South Korea 2014 World Cup Away Kit (1)

I fall in love with underdogs at every major tournament, we all do.  Cameroon at Italia ’90, Bulgaria at USA ’94, the Czech Republic at Euro ’96 and Croatia at France ’98.  During the 2002 World Cup, it was South Korea, and I fell hard.

In the seconds that followed Ahn Yung Wan’s golden goal header that shocked the planet and dumped, many peoples favourites, Italy out of the 2002 World Cup, English pundit David Pleat boomed the followed opinion; “Italy have been beaten by sheer unadulterated vitality” albeit not the most football fan friendly sound bite, this sentence, for me at least, summed up what South Korean football was all about; business like, but excitably healthy and clinical.  This set the blueprint for South Korea’s footballing ethos.

Whilst referring to South Korean footballers as ‘tanks’ who could ‘run all day long’ in the England seemed to be as patronizing & commonplace as labeling African teams ‘naive’, it did still suit them.  It almost seems drilled into South Koreans that hard work is as important as ingenuity and skill.  This can be put down to Guus Hiddink and he can be credited with enhancing South Korea’s already formidable attributes.  In the semifinal in there was a banner which read ‘HIDDINK FOR PRESIDENT’ it is no surprise that the South Korea coach was considered a national treasure following his guidance of the 2002 World Cup co-hosts passage to the semi-finals.  For his progression, Hiddink was offered the distinctive and elaborate ‘win bonus’ of an exclusive island villa on Jeju-Do off the coast of South Korea along with free flights on Asiana Airlines not to mention renaming the Gwanju arena ‘Guus Hiddink stadium’! Catchy.

Never before had they qualified past the group stage, no South East Asian side had!  If you ask any Portuguese, Italian or Spanish football fan why Korea beat them at that tournament, you’d forgive them for blaming red card happy referees or, in Spain’s case, a linesman who seemed to have put a bet on the hosts.  To blame benign officials would be as disingenuous as it is mean, the simple fact is that South Korea wanted it more.

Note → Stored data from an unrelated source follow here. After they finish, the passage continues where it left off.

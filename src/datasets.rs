//! # Source Datasets
//!
//! The four source datasets of the pipeline and the cleaning pipeline each
//! one goes through between the structured tier and the merge.

use crate::input::{DatasetConfig, PipelineConfig};
use crate::postprocess::{
    ColumnDropper, ColumnRenamer, NullRowFilter, PostProcessResult, ProcessingPipeline,
    YEAR_COLUMN, YearCaster, YearExtractor, YearRangeFilter, YearUnpivoter,
};
use clap::ValueEnum;
use serde::{Deserialize, Serialize};
use std::collections::BTreeMap;
use std::fmt;

/// Join key shared by every cleansed table
pub const COUNTRY_NAME: &str = "country_name";
pub const COUNTRY_CODE: &str = "country_code";

/// Fuel columns of the emission-by-country dataset
pub const FUEL_COLUMNS: [&str; 6] = ["Coal", "Oil", "Gas", "Cement", "Flaring", "Other"];

/// Column name of the per-capita emission after normalization
pub const PER_CAPITA_COLUMN: &str = "per_capita";

#[derive(Debug, Clone, Copy, PartialEq, Eq, Hash)]
pub enum DatasetKind {
    ForestAreaKm,
    ForestAreaPercent,
    CarbonCo2EmissionsByCountry,
    EmissionByCountry,
}

impl DatasetKind {
    /// Every dataset, in load order
    pub const ALL: [DatasetKind; 4] = [
        DatasetKind::ForestAreaKm,
        DatasetKind::ForestAreaPercent,
        DatasetKind::CarbonCo2EmissionsByCountry,
        DatasetKind::EmissionByCountry,
    ];

    /// Raw file, structured table and renames used when nothing is configured
    pub fn default_config(self) -> DatasetConfig {
        let (raw_key, table, renames): (&str, &str, &[(&str, &str)]) = match self {
            DatasetKind::ForestAreaKm => (
                "forest_area/forest_area_km.csv",
                "delta_forest_area_km",
                &[("Country Name", COUNTRY_NAME), ("Country Code", COUNTRY_CODE)],
            ),
            DatasetKind::ForestAreaPercent => (
                "forest_area/forest_area_percent.csv",
                "delta_forest_area_percent",
                &[("Country Name", COUNTRY_NAME), ("Country Code", COUNTRY_CODE)],
            ),
            DatasetKind::CarbonCo2EmissionsByCountry => (
                "emission/Carbon_(CO2)_Emissions_by_Country.csv",
                "delta_carbon_co2_emissions_by_country",
                &[
                    ("Kilotons of Co2", "kilotons_of_co2"),
                    ("Metric Tons Per Capita", "metric_tons_per_capita"),
                ],
            ),
            DatasetKind::EmissionByCountry => (
                "emission/Emission By Country.csv",
                "delta_emission_by_country",
                &[
                    ("ISO 3166-1 alpha-3", "iso_3166_1"),
                    ("Per Capita", PER_CAPITA_COLUMN),
                ],
            ),
        };

        DatasetConfig {
            raw_key: raw_key.to_string(),
            table: table.to_string(),
            renames: renames
                .iter()
                .map(|(from, to)| (from.to_string(), to.to_string()))
                .collect(),
        }
    }
}

impl fmt::Display for DatasetKind {
    fn fmt(&self, f: &mut fmt::Formatter<'_>) -> fmt::Result {
        match self {
            DatasetKind::ForestAreaKm => write!(f, "forest_area_km"),
            DatasetKind::ForestAreaPercent => write!(f, "forest_area_percent"),
            DatasetKind::CarbonCo2EmissionsByCountry => {
                write!(f, "carbon_co2_emissions_by_country")
            }
            DatasetKind::EmissionByCountry => write!(f, "emission_by_country"),
        }
    }
}

/// When the per-capita emission column is dropped during cleaning
#[derive(Debug, Clone, Copy, PartialEq, Eq, Default, Serialize, Deserialize, ValueEnum)]
#[serde(rename_all = "snake_case")]
pub enum PerCapitaPolicy {
    /// Take part in the all-null check, then drop
    #[default]
    DropAfterNullCheck,
    /// Drop first, so the all-null check only sees the fuel columns
    DropBeforeNullCheck,
    /// Never drop; carried into the curated table
    Keep,
}

/// Name `raw` carries in the structured tier of `kind`
fn structured_name(config: &PipelineConfig, kind: DatasetKind, raw: &str) -> String {
    config
        .datasets
        .get(kind)
        .renames
        .get(raw)
        .cloned()
        .unwrap_or_else(|| raw.to_string())
}

/// Builds the cleaning pipeline of `kind` for a run with `config`.
///
/// Raw headers are resolved through the configured rename map of the
/// dataset, so custom renames reach the same curated vocabulary.
pub fn cleaning_pipeline(
    kind: DatasetKind,
    config: &PipelineConfig,
) -> PostProcessResult<ProcessingPipeline> {
    let mut pipeline = ProcessingPipeline::with_name(format!("clean_{}", kind));
    let name = |raw: &str| structured_name(config, kind, raw);

    match kind {
        DatasetKind::ForestAreaKm | DatasetKind::ForestAreaPercent => {
            let value_name = if kind == DatasetKind::ForestAreaKm {
                "forest_area_km"
            } else {
                "forest_area_percent"
            };
            let country_name = name("Country Name");
            let country_code = name("Country Code");
            pipeline.add_processor(Box::new(YearUnpivoter::new(
                vec![country_name.clone(), country_code.clone()],
                config.window.years(),
                value_name.to_string(),
            )));

            let keys = vocabulary([
                (country_name, COUNTRY_NAME.to_string()),
                (country_code, COUNTRY_CODE.to_string()),
            ]);
            if !keys.is_empty() {
                pipeline.add_processor(Box::new(ColumnRenamer::new(keys)));
            }
        }
        DatasetKind::CarbonCo2EmissionsByCountry => {
            pipeline.add_processor(Box::new(
                YearExtractor::new(name("Date"), config.date_format.clone(), YEAR_COLUMN.to_string())
                    .with_drop_source(true),
            ));
            pipeline.add_processor(Box::new(ColumnRenamer::new(vocabulary([
                (name("Country"), COUNTRY_NAME.to_string()),
                (name("Region"), "region".to_string()),
            ]))));
        }
        DatasetKind::EmissionByCountry => {
            let per_capita = name("Per Capita");
            let mut null_checked: Vec<String> = FUEL_COLUMNS.iter().map(|c| name(*c)).collect();

            match config.per_capita {
                PerCapitaPolicy::DropBeforeNullCheck => {
                    pipeline.add_processor(Box::new(ColumnDropper::new(vec![per_capita.clone()])));
                }
                PerCapitaPolicy::DropAfterNullCheck | PerCapitaPolicy::Keep => {
                    null_checked.push(per_capita.clone());
                }
            }

            pipeline.add_processor(Box::new(NullRowFilter::new(null_checked)));

            if config.per_capita == PerCapitaPolicy::DropAfterNullCheck {
                pipeline.add_processor(Box::new(ColumnDropper::new(vec![per_capita.clone()])));
            }

            let mut pairs = vec![
                (name("ISO 3166-1 alpha-3"), COUNTRY_CODE.to_string()),
                (name("Country"), COUNTRY_NAME.to_string()),
                (name("Total"), "total_co2_emission".to_string()),
                (name("Year"), YEAR_COLUMN.to_string()),
            ];
            pairs.extend(FUEL_COLUMNS.iter().map(|fuel| {
                (name(*fuel), format!("{}_co2_emission", fuel.to_lowercase()))
            }));
            if config.per_capita == PerCapitaPolicy::Keep {
                pairs.push((per_capita, "per_capita_co2_emission".to_string()));
            }
            pipeline.add_processor(Box::new(ColumnRenamer::new(vocabulary(pairs))));
            pipeline.add_processor(Box::new(YearRangeFilter::new(
                YEAR_COLUMN.to_string(),
                config.window.start,
                None,
            )));
            pipeline.add_processor(Box::new(YearCaster::new(YEAR_COLUMN.to_string())));
        }
    }

    Ok(pipeline)
}

/// Rename map without identity pairs
fn vocabulary(pairs: impl IntoIterator<Item = (String, String)>) -> BTreeMap<String, String> {
    pairs.into_iter().filter(|(from, to)| from != to).collect()
}

#[cfg(test)]
mod tests {
    use super::*;
    use polars::prelude::*;

    #[test]
    fn test_default_configs_are_distinct() {
        let tables: Vec<String> = DatasetKind::ALL
            .iter()
            .map(|kind| kind.default_config().table)
            .collect();
        assert_eq!(tables.len(), 4);
        assert!(tables.iter().all(|t| t.starts_with("delta_")));

        let emission = DatasetKind::EmissionByCountry.default_config();
        assert_eq!(emission.raw_key, "emission/Emission By Country.csv");
        assert_eq!(
            emission.renames.get("Per Capita").map(String::as_str),
            Some(PER_CAPITA_COLUMN)
        );
    }

    fn emission_frame() -> DataFrame {
        df! {
            "Country" => ["Brazil", "Brazil", "Chad"],
            "iso_3166_1" => ["BRA", "BRA", "TCD"],
            "Year" => [1989i64, 1990, 1990],
            "Total" => [Some(1.0), Some(2.0), None],
            "Coal" => [Some(1.0), Some(2.0), None],
            "Oil" => [None::<f64>, None, None],
            "Gas" => [None::<f64>, None, None],
            "Cement" => [None::<f64>, None, None],
            "Flaring" => [None::<f64>, None, None],
            "Other" => [None::<f64>, None, None],
            "per_capita" => [None, None, Some(0.1)],
        }
        .unwrap()
    }

    #[test]
    fn test_emission_cleaning_default_policy() {
        let config = PipelineConfig::default();
        let pipeline = cleaning_pipeline(DatasetKind::EmissionByCountry, &config).unwrap();
        let cleaned = pipeline.execute(emission_frame()).unwrap();

        // 1989 is before the window; Chad survives on per_capita alone
        assert_eq!(cleaned.height(), 2);
        let names: Vec<&str> = cleaned
            .get_column_names()
            .iter()
            .map(|s| s.as_str())
            .collect();
        assert!(names.contains(&"country_code"));
        assert!(names.contains(&"total_co2_emission"));
        assert!(!names.contains(&"per_capita"));
        assert!(!names.contains(&"per_capita_co2_emission"));
        assert_eq!(cleaned.column("year").unwrap().dtype(), &DataType::Int32);
    }

    #[test]
    fn test_emission_cleaning_drop_before_null_check() {
        let config = PipelineConfig {
            per_capita: PerCapitaPolicy::DropBeforeNullCheck,
            ..PipelineConfig::default()
        };
        let pipeline = cleaning_pipeline(DatasetKind::EmissionByCountry, &config).unwrap();
        let cleaned = pipeline.execute(emission_frame()).unwrap();

        assert_eq!(cleaned.height(), 1);
    }

    #[test]
    fn test_emission_cleaning_keep_per_capita() {
        let config = PipelineConfig {
            per_capita: PerCapitaPolicy::Keep,
            ..PipelineConfig::default()
        };
        let pipeline = cleaning_pipeline(DatasetKind::EmissionByCountry, &config).unwrap();
        let cleaned = pipeline.execute(emission_frame()).unwrap();

        assert_eq!(cleaned.height(), 2);
        assert!(cleaned.column("per_capita_co2_emission").is_ok());
    }

    #[test]
    fn test_carbon_cleaning_extracts_year() {
        let config = PipelineConfig::default();
        let pipeline =
            cleaning_pipeline(DatasetKind::CarbonCo2EmissionsByCountry, &config).unwrap();
        let raw = df! {
            "Country" => ["Brazil"],
            "Region" => ["Americas"],
            "Date" => ["01-01-1990"],
            "kilotons_of_co2" => [200.0],
            "metric_tons_per_capita" => [1.5],
        }
        .unwrap();

        let cleaned = pipeline.execute(raw).unwrap();
        assert!(cleaned.column("Date").is_err());
        assert_eq!(
            cleaned.column("year").unwrap().i32().unwrap().get(0),
            Some(1990)
        );
        assert!(cleaned.column("country_name").is_ok());
        assert!(cleaned.column("region").is_ok());
    }

    #[test]
    fn test_forest_cleaning_unpivots_window() {
        let mut config = PipelineConfig::default();
        config.window.start = 1990;
        config.window.end = 1992;
        let pipeline = cleaning_pipeline(DatasetKind::ForestAreaPercent, &config).unwrap();
        let raw = df! {
            "country_name" => ["Brazil"],
            "country_code" => ["BRA"],
            "1989" => [1.0],
            "1990" => [2.0],
            "1991" => [3.0],
        }
        .unwrap();

        let cleaned = pipeline.execute(raw).unwrap();
        assert_eq!(cleaned.height(), 2);
        let names: Vec<&str> = cleaned
            .get_column_names()
            .iter()
            .map(|s| s.as_str())
            .collect();
        assert_eq!(
            names,
            vec!["country_name", "country_code", "year", "forest_area_percent"]
        );
    }
}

I need no encouragement to relive those amazing days from twelve years ago, I can still vividly remember watching the Italy v South Korea game.  A hot midday in Birmingham, England.  Sat in a garden with a television set I had been thrilled to watch Korea stun Portugal as they dumped them out of the tournament with a sensational goal from Park Ji Sung days earlier.  Italy, spearheaded by Vieri and Totti seemed certain to end the co-hosts’ fun with a dose of reality.  It didn’t happen.  Despite the Italians leading for a long spell, with two minutes remaining, Seol Ki Hyeon smashed in an equaliser.  Then to the event by which I judge all World Cup moments; golden goal time (next goal wins), three minutes before a penalty shoot out, a deep cross into the box and Serie-A based Ahn Jung Hwan flicked a header past Buffon and into the net.  Game over, South Korea had won.  The primal squawk inside the stadium that greeted the goal sent shivers down my spine.  I went crazy.  Like, punching myself and swearing at the sky, crazy.

park

If South Korea can emulate one of their upsets from 2002 (beating Portugal 1-0, Italy 2-1 and Spain on penalties), it will be a surprise to many but probably not to the ‘red devils’ themselves who are a confident, consistent and young yet experienced side under the guidance of Korean legend Hyong Myung Bo.  A large element of this squad achieved bronze at the London Olympics and, whilst not being their usual clinical selves in qualifying for Brazil 2014, they are certain to fancy themselves getting out of the group.

Whilst football hipsters the world over coo over up-and-coming Belgium, Fabio Capello’s Russia are a strong side who are confident of their chances, and Algeria cannot be overlooked either, their tenacity was almost rewarded in South Africa four years ago.  I see group H as the poor man’s group of death.  It’s a fascinating lineup and I cannot wait to see the drama unfurl.

Watch out for Arsenal’s Park and Swansea’s Ki.